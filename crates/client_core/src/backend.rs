use async_trait::async_trait;
use reqwest::{Client, Response};
use shared::{
    domain::{ConsultationId, Message},
    error::ApiError,
    protocol::{ConsultationHistory, SendMessageRequest},
};

use crate::error::BackendError;

#[async_trait]
pub trait MessageBackend: Send + Sync {
    async fn fetch_history(
        &self,
        consultation_id: &ConsultationId,
    ) -> Result<ConsultationHistory, BackendError>;

    async fn send_message(
        &self,
        consultation_id: &ConsultationId,
        request: &SendMessageRequest,
    ) -> Result<Message, BackendError>;
}

pub struct HttpBackend {
    http: Client,
    base_url: String,
}

impl HttpBackend {
    pub fn new(base_url: impl Into<String>) -> Self {
        Self::with_client(Client::new(), base_url)
    }

    pub fn with_client(http: Client, base_url: impl Into<String>) -> Self {
        Self {
            http,
            base_url: base_url.into().trim_end_matches('/').to_string(),
        }
    }

    fn messages_url(&self, consultation_id: &ConsultationId) -> String {
        format!(
            "{}/consultations/{}/messages",
            self.base_url, consultation_id
        )
    }
}

#[async_trait]
impl MessageBackend for HttpBackend {
    async fn fetch_history(
        &self,
        consultation_id: &ConsultationId,
    ) -> Result<ConsultationHistory, BackendError> {
        let response = self
            .http
            .get(self.messages_url(consultation_id))
            .send()
            .await?;
        Ok(ensure_success(response).await?.json().await?)
    }

    async fn send_message(
        &self,
        consultation_id: &ConsultationId,
        request: &SendMessageRequest,
    ) -> Result<Message, BackendError> {
        let response = self
            .http
            .post(self.messages_url(consultation_id))
            .json(request)
            .send()
            .await?;
        Ok(ensure_success(response).await?.json().await?)
    }
}

async fn ensure_success(response: Response) -> Result<Response, BackendError> {
    let status = response.status();
    if status.is_success() {
        return Ok(response);
    }
    let body = response.text().await.unwrap_or_default();
    let message = serde_json::from_str::<ApiError>(&body)
        .ok()
        .and_then(|api_error| api_error.describe().map(str::to_string))
        .unwrap_or_else(|| {
            if body.trim().is_empty() {
                status.to_string()
            } else {
                body
            }
        });
    Err(BackendError::Rejected {
        status: status.as_u16(),
        message,
    })
}
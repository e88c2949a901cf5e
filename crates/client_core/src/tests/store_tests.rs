use super::*;
use chrono::{Duration, TimeZone};
use shared::domain::{SenderType, UserId};

fn base_time() -> DateTime<Utc> {
    Utc.with_ymd_and_hms(2024, 5, 1, 10, 0, 0).single().expect("valid time")
}

fn client() -> Participant {
    Participant {
        user_id: UserId::from("u1"),
        sender_type: SenderType::Client,
        display_name: "Ali".into(),
    }
}

fn confirmed(id: &str, sender: &str, body: &str, at: DateTime<Utc>) -> Message {
    Message {
        id: MessageId::from(id),
        consultation_id: ConsultationId::from("c1"),
        sender_id: UserId::from(sender),
        sender_type: if sender.starts_with('d') {
            SenderType::Designer
        } else {
            SenderType::Client
        },
        body: body.into(),
        created_at: at,
        sender_name: String::new(),
    }
}

fn assert_sorted(store: &MessageStore) {
    assert!(
        store
            .messages()
            .windows(2)
            .all(|pair| pair[0].created_at <= pair[1].created_at),
        "messages out of order: {:?}",
        store.messages()
    );
}

#[test]
fn confirmation_within_window_replaces_placeholder() {
    let mut store = MessageStore::new(ConsultationId::from("c1"));
    let optimistic = store.insert_optimistic(&client(), "Hello", base_time());
    assert_eq!(store.len(), 1);
    assert!(store.messages()[0].is_pending());

    let outcome = store.merge_confirmed(confirmed(
        "msg-1",
        "u1",
        "Hello",
        base_time() + Duration::milliseconds(1200),
    ));

    assert_eq!(
        outcome,
        MergeOutcome::Confirmed {
            placeholder_id: optimistic.id.clone()
        }
    );
    assert_eq!(store.len(), 1);
    assert_eq!(store.messages()[0].id, MessageId::from("msg-1"));
    assert_eq!(store.messages()[0].sender_name, "Ali");
    assert!(store.get(&optimistic.id).is_none());
    assert_eq!(store.pending().count(), 0);
}

#[test]
fn confirmation_outside_window_is_appended() {
    let mut store = MessageStore::new(ConsultationId::from("c1"));
    store.insert_optimistic(&client(), "Hello", base_time());

    let outcome = store.merge_confirmed(confirmed(
        "msg-1",
        "u1",
        "Hello",
        base_time() + Duration::milliseconds(CONFIRMATION_WINDOW_MS),
    ));

    assert_eq!(outcome, MergeOutcome::Appended);
    assert_eq!(store.len(), 2);
    assert_eq!(store.pending().count(), 1);
}

#[test]
fn confirmation_before_optimistic_timestamp_still_matches() {
    let mut store = MessageStore::new(ConsultationId::from("c1"));
    store.insert_optimistic(&client(), "Hello", base_time());

    let outcome = store.merge_confirmed(confirmed(
        "msg-1",
        "u1",
        "Hello",
        base_time() - Duration::milliseconds(4999),
    ));

    assert!(matches!(outcome, MergeOutcome::Confirmed { .. }));
    assert_eq!(store.len(), 1);
}

#[test]
fn different_sender_or_body_never_confirms() {
    let mut store = MessageStore::new(ConsultationId::from("c1"));
    store.insert_optimistic(&client(), "Hello", base_time());

    assert_eq!(
        store.merge_confirmed(confirmed("msg-1", "d1", "Hello", base_time())),
        MergeOutcome::Appended
    );
    assert_eq!(
        store.merge_confirmed(confirmed("msg-2", "u1", "Hello!", base_time())),
        MergeOutcome::Appended
    );
    assert_eq!(store.len(), 3);
    assert_eq!(store.pending().count(), 1);
}

#[test]
fn redelivery_of_confirmed_message_is_idempotent() {
    let mut store = MessageStore::new(ConsultationId::from("c1"));
    let message = confirmed("msg-7", "d1", "Here is the moodboard", base_time());

    assert_eq!(store.merge_confirmed(message.clone()), MergeOutcome::Appended);
    assert_eq!(store.merge_confirmed(message), MergeOutcome::Duplicate);
    assert_eq!(
        store
            .messages()
            .iter()
            .filter(|m| m.id == MessageId::from("msg-7"))
            .count(),
        1
    );
}

#[test]
fn redelivery_does_not_consume_a_second_identical_placeholder() {
    let mut store = MessageStore::new(ConsultationId::from("c1"));
    store.insert_optimistic(&client(), "ok", base_time());
    store.insert_optimistic(&client(), "ok", base_time() + Duration::milliseconds(300));

    let first = confirmed("msg-1", "u1", "ok", base_time() + Duration::milliseconds(100));
    assert!(matches!(
        store.merge_confirmed(first.clone()),
        MergeOutcome::Confirmed { .. }
    ));
    assert_eq!(store.merge_confirmed(first), MergeOutcome::Duplicate);

    assert_eq!(store.len(), 2);
    assert_eq!(store.pending().count(), 1);
}

#[test]
fn list_stays_sorted_regardless_of_arrival_order() {
    let mut store = MessageStore::new(ConsultationId::from("c1"));
    let arrivals = [
        ("msg-3", 30),
        ("msg-1", 10),
        ("msg-5", 50),
        ("msg-2", 20),
        ("msg-4", 40),
    ];
    for (id, offset) in arrivals {
        store.merge_confirmed(confirmed(
            id,
            "d1",
            id,
            base_time() + Duration::seconds(offset),
        ));
        assert_sorted(&store);
    }
    store.insert_optimistic(&client(), "late draft", base_time() + Duration::seconds(25));
    assert_sorted(&store);

    let ids: Vec<&str> = store.messages().iter().map(|m| m.id.as_str()).collect();
    assert_eq!(ids[0], "msg-1");
    assert_eq!(ids[1], "msg-2");
    assert!(ids[2].starts_with("temp-"));
    assert_eq!(ids[5], "msg-5");
}

#[test]
fn confirmed_copy_with_corrected_timestamp_is_resorted() {
    let mut store = MessageStore::new(ConsultationId::from("c1"));
    store.merge_confirmed(confirmed("msg-1", "d1", "first", base_time() + Duration::seconds(2)));
    store.insert_optimistic(&client(), "mine", base_time() + Duration::seconds(3));

    store.merge_confirmed(confirmed("msg-2", "u1", "mine", base_time() + Duration::seconds(1)));

    let ids: Vec<&str> = store.messages().iter().map(|m| m.id.as_str()).collect();
    assert_eq!(ids, vec!["msg-2", "msg-1"]);
}

#[test]
fn seed_history_deduplicates_and_sorts() {
    let mut store = MessageStore::new(ConsultationId::from("c1"));
    store.merge_confirmed(confirmed("msg-2", "d1", "already here", base_time() + Duration::seconds(2)));

    let seeded = store.seed_history(vec![
        confirmed("msg-3", "u1", "three", base_time() + Duration::seconds(3)),
        confirmed("msg-1", "d1", "one", base_time() + Duration::seconds(1)),
        confirmed("msg-2", "d1", "already here", base_time() + Duration::seconds(2)),
    ]);

    assert_eq!(seeded, 2);
    let ids: Vec<&str> = store.messages().iter().map(|m| m.id.as_str()).collect();
    assert_eq!(ids, vec!["msg-1", "msg-2", "msg-3"]);
}

#[test]
fn messages_for_other_consultations_are_ignored() {
    let mut store = MessageStore::new(ConsultationId::from("c2"));
    let outcome = store.merge_confirmed(confirmed("msg-1", "d1", "wrong room", base_time()));
    assert_eq!(outcome, MergeOutcome::Ignored);
    assert!(store.is_empty());
}

#[test]
fn discard_pending_only_removes_placeholders() {
    let mut store = MessageStore::new(ConsultationId::from("c1"));
    let optimistic = store.insert_optimistic(&client(), "draft", base_time());
    store.merge_confirmed(confirmed("msg-1", "d1", "reply", base_time()));

    assert!(!store.discard_pending(&MessageId::from("msg-1")));
    assert!(store.discard_pending(&optimistic.id));
    assert!(!store.discard_pending(&optimistic.id));
    assert_eq!(store.len(), 1);
}
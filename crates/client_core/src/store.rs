use chrono::{DateTime, Utc};
use shared::domain::{ConsultationId, Message, MessageId, Participant};
use tracing::debug;

/// Maximum distance between an optimistic timestamp and its confirmed copy.
pub const CONFIRMATION_WINDOW_MS: i64 = 5000;

#[derive(Debug, Clone, PartialEq, Eq)]
pub enum MergeOutcome {
    Confirmed { placeholder_id: MessageId },
    Appended,
    Duplicate,
    Ignored,
}

impl MergeOutcome {
    pub fn changed(&self) -> bool {
        matches!(self, Self::Confirmed { .. } | Self::Appended)
    }
}

#[derive(Debug, Clone)]
pub struct MessageStore {
    consultation_id: ConsultationId,
    messages: Vec<Message>,
}

impl MessageStore {
    pub fn new(consultation_id: ConsultationId) -> Self {
        Self {
            consultation_id,
            messages: Vec::new(),
        }
    }

    pub fn consultation_id(&self) -> &ConsultationId {
        &self.consultation_id
    }

    pub fn messages(&self) -> &[Message] {
        &self.messages
    }

    pub fn len(&self) -> usize {
        self.messages.len()
    }

    pub fn is_empty(&self) -> bool {
        self.messages.is_empty()
    }

    pub fn get(&self, id: &MessageId) -> Option<&Message> {
        self.messages.iter().find(|message| message.id == *id)
    }

    pub fn pending(&self) -> impl Iterator<Item = &Message> {
        self.messages.iter().filter(|message| message.is_pending())
    }

    pub fn seed_history(&mut self, history: impl IntoIterator<Item = Message>) -> usize {
        let mut changed = 0;
        for message in history {
            if self.merge_unsorted(message).changed() {
                changed += 1;
            }
        }
        self.sort();
        changed
    }

    pub fn insert_optimistic(
        &mut self,
        sender: &Participant,
        body: impl Into<String>,
        created_at: DateTime<Utc>,
    ) -> Message {
        let message = Message {
            id: MessageId::placeholder(),
            consultation_id: self.consultation_id.clone(),
            sender_id: sender.user_id.clone(),
            sender_type: sender.sender_type,
            body: body.into(),
            created_at,
            sender_name: sender.display_name.clone(),
        };
        self.messages.push(message.clone());
        self.sort();
        message
    }

    pub fn merge_confirmed(&mut self, message: Message) -> MergeOutcome {
        let outcome = self.merge_unsorted(message);
        if outcome.changed() {
            self.sort();
        }
        outcome
    }

    pub fn discard_pending(&mut self, id: &MessageId) -> bool {
        if !id.is_placeholder() {
            return false;
        }
        let before = self.messages.len();
        self.messages.retain(|message| message.id != *id);
        before != self.messages.len()
    }

    fn merge_unsorted(&mut self, mut message: Message) -> MergeOutcome {
        if message.consultation_id != self.consultation_id {
            debug!(
                consultation_id = %self.consultation_id,
                foreign = %message.consultation_id,
                "store: ignoring message for another consultation"
            );
            return MergeOutcome::Ignored;
        }
        if self.messages.iter().any(|existing| existing.id == message.id) {
            return MergeOutcome::Duplicate;
        }
        if message.is_pending() {
            // Unconfirmed copies only enter through insert_optimistic.
            return MergeOutcome::Ignored;
        }

        if let Some(slot) = self.find_placeholder_for(&message) {
            let existing = &mut self.messages[slot];
            if message.sender_name.is_empty() {
                message.sender_name = std::mem::take(&mut existing.sender_name);
            }
            let placeholder_id = std::mem::replace(existing, message).id;
            debug!(
                consultation_id = %self.consultation_id,
                placeholder_id = %placeholder_id,
                "store: confirmed optimistic message"
            );
            return MergeOutcome::Confirmed { placeholder_id };
        }

        self.messages.push(message);
        MergeOutcome::Appended
    }

    fn find_placeholder_for(&self, confirmed: &Message) -> Option<usize> {
        self.messages.iter().position(|existing| {
            existing.is_pending()
                && existing.sender_id == confirmed.sender_id
                && existing.body == confirmed.body
                && (existing.created_at - confirmed.created_at)
                    .num_milliseconds()
                    .abs()
                    < CONFIRMATION_WINDOW_MS
        })
    }

    fn sort(&mut self) {
        // Stable, so equal timestamps keep their arrival order.
        self.messages.sort_by_key(|message| message.created_at);
    }
}

#[cfg(test)]
#[path = "tests/store_tests.rs"]
mod tests;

______________________________

What this task involves = What is the number of lines in the listing that contain the string "MessageBackend"? Give it alone.

Output below = 2